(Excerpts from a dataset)
****************************************

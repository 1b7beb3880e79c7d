//! Filter tree to predicate transformation.
//!
//! [`ExpressionTransformer`] walks a [`FilterGroup`] recursively, resolves every condition
//! against a [`Schema`], validates operator arity and operand types, and produces a
//! [`Predicate`]. All validation happens here, so evaluation itself cannot fail.
//!
//! ```rust
//! use entity_filter::query::{ConditionOperator, FilterGroup};
//! use entity_filter::transform::ExpressionTransformer;
//! use entity_filter::types::{DataType, Field, Schema, Value};
//!
//! let schema = Schema::new(vec![
//!     Field::new("name", DataType::Utf8),
//!     Field::new("numberofemployees", DataType::Int64),
//! ]);
//! let filter = FilterGroup::default()
//!     .with_condition("name", ConditionOperator::BeginsWith, ["Contoso"])
//!     // Text operands are coerced to the field type.
//!     .with_condition("numberofemployees", ConditionOperator::GreaterEqual, ["50"]);
//!
//! let predicate = ExpressionTransformer::new(&schema).transform(&filter)?;
//! assert!(predicate.matches(&vec![Value::from("Contoso Ltd"), Value::Int64(120)]));
//! assert!(!predicate.matches(&vec![Value::from("Contoso Ltd"), Value::Int64(12)]));
//! # Ok::<(), entity_filter::FilterError>(())
//! ```

mod coercion;
mod like;
mod predicate;

use tracing::{debug, trace};

use crate::error::{FilterError, FilterResult};
use crate::query::{Condition, ConditionOperator, FilterGroup, LogicalOperator};
use crate::types::{DataType, Field, Schema, Value};

use coercion::{coerce_operand, fold_operand};

pub use like::LikePattern;
pub use predicate::{CompareOp, FieldTest, Predicate, Test};

/// How nested groups without conditions or child groups are compiled.
///
/// The root group is not affected: an empty root means "no filtering" and is short-circuited
/// by [`crate::processing::EntityFilter`] before transformation.
#[derive(Debug, Clone, Copy, Default, PartialEq, Eq)]
pub enum EmptyGroupPolicy {
    /// Empty `And` is true, empty `Or` is false.
    #[default]
    BooleanIdentity,
    /// Fail with [`FilterError::EmptyGroup`].
    Reject,
}

/// Options controlling filter compilation.
#[derive(Debug, Clone, Copy, PartialEq, Eq)]
pub struct FilterOptions {
    pub empty_nested_groups: EmptyGroupPolicy,
    /// Parse text operands into non-text field types (`"42"` for an `Int64` field).
    pub coerce_text_operands: bool,
}

impl Default for FilterOptions {
    fn default() -> Self {
        Self {
            empty_nested_groups: EmptyGroupPolicy::BooleanIdentity,
            coerce_text_operands: true,
        }
    }
}

/// Compiles filter trees against one schema.
#[derive(Debug, Clone)]
pub struct ExpressionTransformer<'s> {
    schema: &'s Schema,
    options: FilterOptions,
}

impl<'s> ExpressionTransformer<'s> {
    /// Create a transformer with default options.
    pub fn new(schema: &'s Schema) -> Self {
        Self::with_options(schema, FilterOptions::default())
    }

    /// Create a transformer with explicit options.
    pub fn with_options(schema: &'s Schema, options: FilterOptions) -> Self {
        Self { schema, options }
    }

    /// Compile `group` into a predicate.
    ///
    /// Fails with [`FilterError::UnknownField`], [`FilterError::UnsupportedOperator`],
    /// [`FilterError::OperandCount`], [`FilterError::TypeMismatch`],
    /// [`FilterError::InvalidPattern`] or [`FilterError::EmptyGroup`]; the first error found in
    /// child order is returned.
    pub fn transform(&self, group: &FilterGroup) -> FilterResult<Predicate> {
        let predicate = self.transform_group(group, 0)?;
        debug!(
            leaves = predicate.leaf_count(),
            predicate = %predicate,
            "compiled filter expression"
        );
        Ok(predicate)
    }

    fn transform_group(&self, group: &FilterGroup, depth: usize) -> FilterResult<Predicate> {
        if depth > 0
            && group.is_empty()
            && self.options.empty_nested_groups == EmptyGroupPolicy::Reject
        {
            return Err(FilterError::EmptyGroup { depth });
        }

        let children = group
            .conditions
            .iter()
            .map(|condition| self.transform_condition(condition))
            .chain(
                group
                    .filters
                    .iter()
                    .map(|nested| self.transform_group(nested, depth + 1)),
            )
            .collect::<FilterResult<Vec<_>>>()?;

        trace!(
            depth,
            operator = ?group.filter_operator,
            children = children.len(),
            "transformed filter group"
        );

        Ok(match group.filter_operator {
            LogicalOperator::And => Predicate::And(children),
            LogicalOperator::Or => Predicate::Or(children),
        })
    }

    fn transform_condition(&self, condition: &Condition) -> FilterResult<Predicate> {
        let name = &condition.attribute_name;
        let (index, field) = self
            .schema
            .resolve(name)
            .ok_or_else(|| FilterError::UnknownField {
                field: name.clone(),
            })?;

        let arity = condition
            .operator
            .arity()
            .ok_or_else(|| FilterError::UnsupportedOperator {
                field: name.clone(),
                operator: condition.operator,
            })?;
        if !arity.accepts(condition.values.len()) {
            return Err(FilterError::OperandCount {
                field: name.clone(),
                operator: condition.operator,
                expected: arity.describe(),
                actual: condition.values.len(),
            });
        }

        let (operator, negated) = condition.operator.positive();
        check_applicable(field, condition.operator, operator)?;

        let operands = condition
            .values
            .iter()
            .map(|value| {
                coerce_operand(field, value, self.options.coerce_text_operands)
                    .map(|coerced| fold_operand(coerced, field.collation))
            })
            .collect::<FilterResult<Vec<_>>>()?;

        let test = build_test(field, condition.operator, operator, &operands)?;
        let leaf = Predicate::Field(FieldTest {
            field: name.clone(),
            index,
            collation: field.collation,
            test,
        });

        Ok(if negated {
            Predicate::Not(Box::new(leaf))
        } else {
            leaf
        })
    }
}

// Rejects operators that have no meaning for the field's declared type.
fn check_applicable(
    field: &Field,
    declared: ConditionOperator,
    positive: ConditionOperator,
) -> FilterResult<()> {
    use ConditionOperator::*;

    let required = match positive {
        GreaterThan | GreaterEqual | LessThan | LessEqual | Between
            if !field.data_type.is_ordered() =>
        {
            Some("an ordered field")
        }
        Like | BeginsWith | EndsWith | Contains if field.data_type != DataType::Utf8 => {
            Some("a Utf8 field")
        }
        _ => None,
    };

    match required {
        Some(required) => Err(FilterError::TypeMismatch {
            field: field.name.clone(),
            expected: format!("{required} for {declared:?}"),
            actual: format!("{} field", field.data_type),
        }),
        None => Ok(()),
    }
}

fn build_test(
    field: &Field,
    declared: ConditionOperator,
    positive: ConditionOperator,
    operands: &[Value],
) -> FilterResult<Test> {
    use ConditionOperator::*;

    let test = match (positive, operands) {
        (Null, []) => Test::Null,
        (Equal, [v]) => Test::Equal(v.clone()),
        (GreaterThan, [v]) => Test::Compare(CompareOp::GreaterThan, v.clone()),
        (GreaterEqual, [v]) => Test::Compare(CompareOp::GreaterEqual, v.clone()),
        (LessThan, [v]) => Test::Compare(CompareOp::LessThan, v.clone()),
        (LessEqual, [v]) => Test::Compare(CompareOp::LessEqual, v.clone()),
        (Between, [low, high]) => Test::Between(low.clone(), high.clone()),
        (In, [_, ..]) => Test::In(operands.to_vec()),
        (BeginsWith, [Value::Utf8(s)]) => Test::BeginsWith(s.clone()),
        (EndsWith, [Value::Utf8(s)]) => Test::EndsWith(s.clone()),
        (Contains, [Value::Utf8(s)]) => Test::Contains(s.clone()),
        (Like, [Value::Utf8(pattern)]) => {
            let compiled = LikePattern::new(pattern, field.collation).map_err(|source| {
                FilterError::InvalidPattern {
                    field: field.name.clone(),
                    pattern: pattern.clone(),
                    source,
                }
            })?;
            Test::Like(compiled)
        }
        // Arity and applicability are checked before operands are built.
        _ => {
            return Err(FilterError::UnsupportedOperator {
                field: field.name.clone(),
                operator: declared,
            });
        }
    };
    Ok(test)
}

****************************************

Only the number is wanted here. Please work out how many lines of the records contain "expected".

ANSWER TO THE EXERCISE
2